'Blind Vision' Exhibition Honors the Colorful Life of Captain William E. Jordan
LEXINGTON, Ky. (Dec. 14, 2020) – A new exhibition in the University of Kentucky's Albert B. Chandler Hospital’s Hamilton Gallery displays the work of Captain William E. Jordan, an artist who made remarkable color drawings after losing his vision to glaucoma.
Captain William E. Jordan – Captain is his name, not his title – was abandoned as an infant on the steps of a Tennessee church and grew up in orphanages and foster families in Georgia, Alabama and Pennsylvania. He served, and was wounded, in World War I and spent his post-war years in various jobs and business ventures before settling as an accountant in Florida.
In 1957, he lost vision in one eye, then the other. In the remaining seven years of his life, he made as many as a thousand colorful drawings based on images from his memory. He developed a method of pressing his pencil hard into the paper to create indentations, then he would fill them in with color, using the indentations as a guide.
Unpopulated landscapes are Jordan’s predominant subject. Although Jordan never depicted human figures in his work, he usually included evidence of human activity. Seascapes feature a lone sailboat. Landscapes include farmhouses, barns, mountain cabins with smoking chimneys, wooded campsites, mountain railroads and winding highways.
Jordan’s work was widely exhibited in his lifetime; he showed his work in 1959 at the Georgia Museum of Art in Athens. In 1960, he opened a gallery in Savannah, where he exhibited work by himself and other local artists. He received frequent coverage in regional newspapers, and his story reached international audiences with articles in the London Sunday Express in 1960 and Reader’s Digest in 1963. The artist also sent gifts to prominent individuals including Winston Churchill, Harry S. Truman and television host Jack Paar.

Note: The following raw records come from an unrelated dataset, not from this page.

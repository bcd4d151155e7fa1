//! Instance data model: the local projection of a control-plane record.
//!
//! The control plane reports instances as loosely-typed JSON ([`InstanceRecord`]).
//! The watcher projects each running record into an [`Instance`], resolving the
//! engine port, host port mappings, and engine kind up front. Identity and
//! endpoint fields are immutable after that projection; everything else is
//! mutated only through [`crate::watcher::FleetWatcher`] methods.

use regex::Regex;
use serde::Deserialize;
use std::collections::HashMap;
use std::sync::LazyLock;
use std::time::Instant;

/// Lifecycle state of a tracked instance.
#[derive(Debug, Clone, Copy, PartialEq, Eq)]
pub enum InstanceState {
    /// Seen in the control plane, no backend yet.
    Discovered,
    /// Supervisor spawned, tunnel not yet confirmed healthy.
    Connecting,
    /// Health check passing.
    Healthy,
    /// Health check failing.
    Unhealthy,
    /// Gone from the control plane; supervisor is winding down.
    Removing,
}

impl std::fmt::Display for InstanceState {
    fn fmt(&self, f: &mut std::fmt::Formatter<'_>) -> std::fmt::Result {
        let s = match self {
            InstanceState::Discovered => "DISCOVERED",
            InstanceState::Connecting => "CONNECTING",
            InstanceState::Healthy => "HEALTHY",
            InstanceState::Unhealthy => "UNHEALTHY",
            InstanceState::Removing => "REMOVING",
        };
        f.write_str(s)
    }
}

/// Which inference server an instance runs.
///
/// Only the abort capability differs at the proxy level: SGLang exposes
/// `POST /abort_request`, vLLM does not.
#[derive(Debug, Clone, Copy, PartialEq, Eq)]
pub enum EngineKind {
    Sglang,
    Vllm,
    Unknown,
}

impl EngineKind {
    /// Whether the engine accepts `POST /abort_request` to cancel all
    /// in-flight generation.
    pub fn supports_abort(self) -> bool {
        matches!(self, EngineKind::Sglang)
    }
}

/// A single host port mapping entry from the control-plane `ports` map.
#[derive(Debug, Clone, Deserialize)]
pub struct PortMapping {
    #[serde(rename = "HostIp", default)]
    pub host_ip: String,
    #[serde(rename = "HostPort", default)]
    pub host_port: String,
}

/// Raw instance record as returned by `GET /instances/`.
///
/// Fields the control plane may omit or null out are all defaulted so a
/// partially-populated record still deserializes.
#[derive(Debug, Clone, Deserialize)]
pub struct InstanceRecord {
    pub id: u64,
    #[serde(default)]
    pub actual_status: Option<String>,
    #[serde(default)]
    pub public_ipaddr: Option<String>,
    #[serde(default)]
    pub ssh_host: Option<String>,
    #[serde(default)]
    pub ssh_port: Option<u16>,
    #[serde(default)]
    pub ports: Option<HashMap<String, Vec<PortMapping>>>,
    #[serde(default)]
    pub gpu_name: Option<String>,
    #[serde(default)]
    pub num_gpus: Option<u32>,
    #[serde(default)]
    pub gpu_util: Option<f64>,
    #[serde(default)]
    pub gpu_temp: Option<f64>,
    #[serde(default)]
    pub label: Option<String>,
    #[serde(default)]
    pub extra_env: serde_json::Value,
    #[serde(default)]
    pub onstart: Option<String>,
    #[serde(default)]
    pub direct_port_start: Option<u16>,
    #[serde(default)]
    pub jupyter_token: Option<String>,
}

/// Top-level response from `GET /instances/`.
#[derive(Debug, Deserialize)]
pub struct InstancesResponse {
    pub instances: Vec<InstanceRecord>,
}

static PORT_RE: LazyLock<Regex> =
    LazyLock::new(|| Regex::new(r"--port\s+(\d+)").expect("port regex"));

impl InstanceRecord {
    pub fn actual_status(&self) -> &str {
        self.actual_status.as_deref().unwrap_or("")
    }

    /// Determine the engine-internal port from instance config:
    /// `--port N` in `SGLANG_ARGS`, then `VLLM_ARGS`, then the onstart
    /// script; default 8000.
    pub fn resolve_container_port(&self) -> u16 {
        let env = self.parse_extra_env();
        for key in ["SGLANG_ARGS", "VLLM_ARGS"] {
            if let Some(args) = env.get(key)
                && let Some(port) = extract_port(args)
            {
                return port;
            }
        }
        if let Some(onstart) = &self.onstart
            && let Some(port) = extract_port(onstart)
        {
            return port;
        }
        8000
    }

    /// Resolve the host port that maps to the engine's container port.
    pub fn resolve_host_port(&self) -> u16 {
        let container_port = self.resolve_container_port();
        if let Some(p) = self.mapped_port(&format!("{container_port}/tcp")) {
            return p;
        }
        for key in ["8000/tcp", "18000/tcp", "30000/tcp"] {
            if let Some(p) = self.mapped_port(key) {
                return p;
            }
        }
        self.direct_port_start.unwrap_or(0)
    }

    /// Resolve the direct SSH host port (the `22/tcp` mapping).
    pub fn resolve_direct_ssh_port(&self) -> u16 {
        self.mapped_port("22/tcp").unwrap_or(0)
    }

    fn mapped_port(&self, key: &str) -> Option<u16> {
        let mappings = self.ports.as_ref()?.get(key)?;
        mappings.first()?.host_port.parse().ok()
    }

    /// Parse `extra_env`, which the control plane serves either as an object
    /// `{"KEY":"VALUE"}` or a list of pairs `[["KEY","VALUE"],...]`. Flag-like
    /// first elements (leading `-`) in the pair form are skipped.
    pub fn parse_extra_env(&self) -> HashMap<String, String> {
        if let Ok(dict) = serde_json::from_value::<HashMap<String, String>>(self.extra_env.clone())
        {
            return dict;
        }
        let mut env = HashMap::new();
        if let Ok(pairs) = serde_json::from_value::<Vec<Vec<String>>>(self.extra_env.clone()) {
            for pair in pairs {
                if let [key, value, ..] = pair.as_slice()
                    && !key.is_empty()
                    && !key.starts_with('-')
                {
                    env.insert(key.clone(), value.clone());
                }
            }
        }
        env
    }

    /// Classify the inference engine from instance config.
    pub fn resolve_engine_kind(&self) -> EngineKind {
        let env = self.parse_extra_env();
        if env.contains_key("SGLANG_ARGS") {
            return EngineKind::Sglang;
        }
        if env.contains_key("VLLM_ARGS") {
            return EngineKind::Vllm;
        }
        let onstart = self.onstart.as_deref().unwrap_or("");
        if onstart.contains("sglang") {
            EngineKind::Sglang
        } else if onstart.contains("vllm") {
            EngineKind::Vllm
        } else {
            EngineKind::Unknown
        }
    }
}

fn extract_port(text: &str) -> Option<u16> {
    PORT_RE
        .captures(text)
        .and_then(|m| m.get(1))
        .and_then(|g| g.as_str().parse().ok())
}

/// Local projection of a control-plane record.
///
/// `id` and the endpoint fields are immutable after construction. The
/// observational fields (`gpu_util`, `gpu_temp`, `actual_status`, `label`),
/// `model_name`, and the lifecycle state are mutated only under the watcher's
/// lock; everyone else works from snapshot clones.
#[derive(Debug, Clone)]
pub struct Instance {
    pub id: u64,
    pub public_ipaddr: String,
    pub direct_ssh_port: u16,
    pub ssh_host: String,
    pub ssh_port: u16,
    pub container_port: u16,
    pub host_port: u16,
    pub token: String,
    pub gpu_name: String,
    pub num_gpus: u32,
    pub gpu_util: Option<f64>,
    pub gpu_temp: Option<f64>,
    pub label: String,
    pub engine: EngineKind,
    pub model_name: String,
    pub actual_status: String,
    pub state: InstanceState,
    pub state_changed_at: Instant,
}

impl Instance {
    /// Project a raw record into a tracked instance in [`InstanceState::Discovered`].
    pub fn from_record(record: &InstanceRecord) -> Self {
        Self {
            id: record.id,
            public_ipaddr: record.public_ipaddr.clone().unwrap_or_default(),
            direct_ssh_port: record.resolve_direct_ssh_port(),
            ssh_host: record.ssh_host.clone().unwrap_or_default(),
            ssh_port: record.ssh_port.unwrap_or(22),
            container_port: record.resolve_container_port(),
            host_port: record.resolve_host_port(),
            token: record.jupyter_token.clone().unwrap_or_default(),
            gpu_name: record.gpu_name.clone().unwrap_or_default(),
            num_gpus: record.num_gpus.unwrap_or(0),
            gpu_util: record.gpu_util,
            gpu_temp: record.gpu_temp,
            label: record.label.clone().unwrap_or_default(),
            engine: record.resolve_engine_kind(),
            model_name: String::new(),
            actual_status: record.actual_status().to_string(),
            state: InstanceState::Discovered,
            state_changed_at: Instant::now(),
        }
    }

    /// Human-readable name, e.g. `#123 RTX 4090x2 (my-label)`.
    pub fn display_name(&self) -> String {
        let mut name = format!("#{} {}x{}", self.id, self.gpu_name, self.num_gpus);
        if !self.label.is_empty() {
            name.push_str(&format!(" ({})", self.label));
        }
        name
    }
}

/// Kind of change observed by the watcher during reconciliation.
#[derive(Debug, Clone, Copy, PartialEq, Eq)]
pub enum EventKind {
    Added,
    Updated,
    Removed,
}

/// Lifecycle event fanned out to watcher subscribers. Carries a snapshot of
/// the instance at emit time.
#[derive(Debug, Clone)]
pub struct InstanceEvent {
    pub kind: EventKind,
    pub instance: Instance,
}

Jordan was also a dedicated humanitarian and made his techniques available to others with visual impairment. He recorded instructional reels and sent them to anyone who requested them. He also sought to help other artists by forming his own non-profit art association to “stimulate interest in art of all forms” and to encourage students.
"Every time I pass by this exhibit and see these beautiful, colorful drawings, I'm reminded of the power of the human spirit. I'm so moved by the thought of this man,” said Jason Akhtarekhavari, manager for UK Arts in HealthCare. “He was advanced in years, having lost sight in both of his eyes and yet, he had not lost his vision. He had gained a new sort of vision. I imagine him at a table, using his fingers to follow the indentions in the paper while his mind worked furiously to recall images from his past. Through his efforts and through his determination, he expressed himself and shared these beautiful drawings with us. There is a powerful lesson to be learned from this man's legacy. It's a prime example of the how the power of the arts and human creativity can lift us all up and beyond our physical limitations."
This exhibit was curated by Philip March Jones, contracted curator for the Jacqueline R. Hamilton and the UK Hospital Auxiliary Galleries and will be on display in Chandler Hospital in the corridor between pavilions A and H until March 2021.